Stored items
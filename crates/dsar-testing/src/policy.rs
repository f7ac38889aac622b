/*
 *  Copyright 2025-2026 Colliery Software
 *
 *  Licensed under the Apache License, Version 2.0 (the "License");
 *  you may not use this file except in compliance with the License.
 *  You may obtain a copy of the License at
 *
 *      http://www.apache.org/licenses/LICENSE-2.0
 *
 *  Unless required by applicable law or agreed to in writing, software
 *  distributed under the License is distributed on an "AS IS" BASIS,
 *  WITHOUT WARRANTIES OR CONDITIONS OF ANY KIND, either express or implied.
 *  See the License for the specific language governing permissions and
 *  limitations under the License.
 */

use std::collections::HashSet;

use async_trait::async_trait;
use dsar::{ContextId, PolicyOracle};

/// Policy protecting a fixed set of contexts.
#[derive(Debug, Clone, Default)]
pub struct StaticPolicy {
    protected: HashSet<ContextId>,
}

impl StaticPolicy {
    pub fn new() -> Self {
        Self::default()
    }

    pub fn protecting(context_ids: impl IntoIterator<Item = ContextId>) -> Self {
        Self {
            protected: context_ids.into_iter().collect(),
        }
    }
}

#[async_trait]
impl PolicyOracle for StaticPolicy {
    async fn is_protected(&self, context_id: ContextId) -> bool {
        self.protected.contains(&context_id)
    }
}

* * *

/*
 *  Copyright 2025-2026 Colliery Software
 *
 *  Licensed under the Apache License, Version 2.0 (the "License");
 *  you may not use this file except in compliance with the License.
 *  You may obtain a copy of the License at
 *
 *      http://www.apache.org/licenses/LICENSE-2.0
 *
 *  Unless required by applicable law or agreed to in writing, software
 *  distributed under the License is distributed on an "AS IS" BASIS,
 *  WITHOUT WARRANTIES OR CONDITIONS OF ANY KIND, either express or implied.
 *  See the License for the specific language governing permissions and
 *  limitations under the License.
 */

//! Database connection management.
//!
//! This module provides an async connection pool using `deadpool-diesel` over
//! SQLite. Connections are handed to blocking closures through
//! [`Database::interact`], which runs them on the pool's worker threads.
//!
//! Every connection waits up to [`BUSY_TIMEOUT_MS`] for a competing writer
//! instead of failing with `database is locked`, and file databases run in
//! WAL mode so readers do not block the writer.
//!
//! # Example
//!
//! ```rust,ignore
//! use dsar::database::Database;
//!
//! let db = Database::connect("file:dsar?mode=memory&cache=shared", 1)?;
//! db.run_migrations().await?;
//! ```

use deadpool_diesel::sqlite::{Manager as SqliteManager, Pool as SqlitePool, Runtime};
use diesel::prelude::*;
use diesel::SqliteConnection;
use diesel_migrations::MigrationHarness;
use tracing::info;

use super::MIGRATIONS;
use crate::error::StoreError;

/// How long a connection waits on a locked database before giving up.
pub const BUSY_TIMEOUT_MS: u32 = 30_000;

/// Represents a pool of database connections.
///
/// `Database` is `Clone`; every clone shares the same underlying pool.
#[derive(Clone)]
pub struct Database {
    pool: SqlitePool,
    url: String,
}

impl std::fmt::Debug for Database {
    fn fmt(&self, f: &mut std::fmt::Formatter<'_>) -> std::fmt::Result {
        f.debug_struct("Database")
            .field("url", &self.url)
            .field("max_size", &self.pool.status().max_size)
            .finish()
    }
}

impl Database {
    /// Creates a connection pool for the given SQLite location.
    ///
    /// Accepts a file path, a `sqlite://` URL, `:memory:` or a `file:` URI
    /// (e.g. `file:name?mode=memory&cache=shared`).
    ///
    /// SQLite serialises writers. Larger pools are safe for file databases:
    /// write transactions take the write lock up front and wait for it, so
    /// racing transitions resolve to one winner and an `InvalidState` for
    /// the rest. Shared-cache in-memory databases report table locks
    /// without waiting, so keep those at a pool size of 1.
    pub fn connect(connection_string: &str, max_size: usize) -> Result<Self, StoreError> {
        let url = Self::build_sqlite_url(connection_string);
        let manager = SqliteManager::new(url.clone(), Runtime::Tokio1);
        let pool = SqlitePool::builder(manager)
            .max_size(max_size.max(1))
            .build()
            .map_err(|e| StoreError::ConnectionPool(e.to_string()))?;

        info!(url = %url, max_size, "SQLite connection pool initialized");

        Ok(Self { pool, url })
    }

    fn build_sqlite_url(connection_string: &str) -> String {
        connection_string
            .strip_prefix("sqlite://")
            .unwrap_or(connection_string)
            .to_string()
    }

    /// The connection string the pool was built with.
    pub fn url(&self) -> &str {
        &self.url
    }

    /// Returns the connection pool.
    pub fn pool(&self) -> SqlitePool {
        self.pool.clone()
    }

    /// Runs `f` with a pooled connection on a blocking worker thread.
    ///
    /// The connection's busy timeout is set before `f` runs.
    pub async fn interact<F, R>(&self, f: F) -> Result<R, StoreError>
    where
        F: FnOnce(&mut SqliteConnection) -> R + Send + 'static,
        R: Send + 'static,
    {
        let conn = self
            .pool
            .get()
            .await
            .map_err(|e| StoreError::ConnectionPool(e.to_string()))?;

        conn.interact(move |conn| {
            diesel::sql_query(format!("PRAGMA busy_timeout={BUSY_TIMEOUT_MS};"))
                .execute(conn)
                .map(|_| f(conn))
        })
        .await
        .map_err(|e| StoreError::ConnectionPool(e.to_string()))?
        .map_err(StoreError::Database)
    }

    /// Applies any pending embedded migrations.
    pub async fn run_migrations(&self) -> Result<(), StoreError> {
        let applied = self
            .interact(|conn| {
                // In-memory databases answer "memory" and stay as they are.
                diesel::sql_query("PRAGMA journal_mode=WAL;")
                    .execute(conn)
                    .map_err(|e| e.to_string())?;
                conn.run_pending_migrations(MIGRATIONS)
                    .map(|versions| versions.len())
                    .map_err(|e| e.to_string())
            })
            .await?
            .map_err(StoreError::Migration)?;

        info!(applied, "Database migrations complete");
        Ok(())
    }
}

**What to produce**
Your answer should be only the number of lines in the records that hold the word "waits".

**Task solution**
2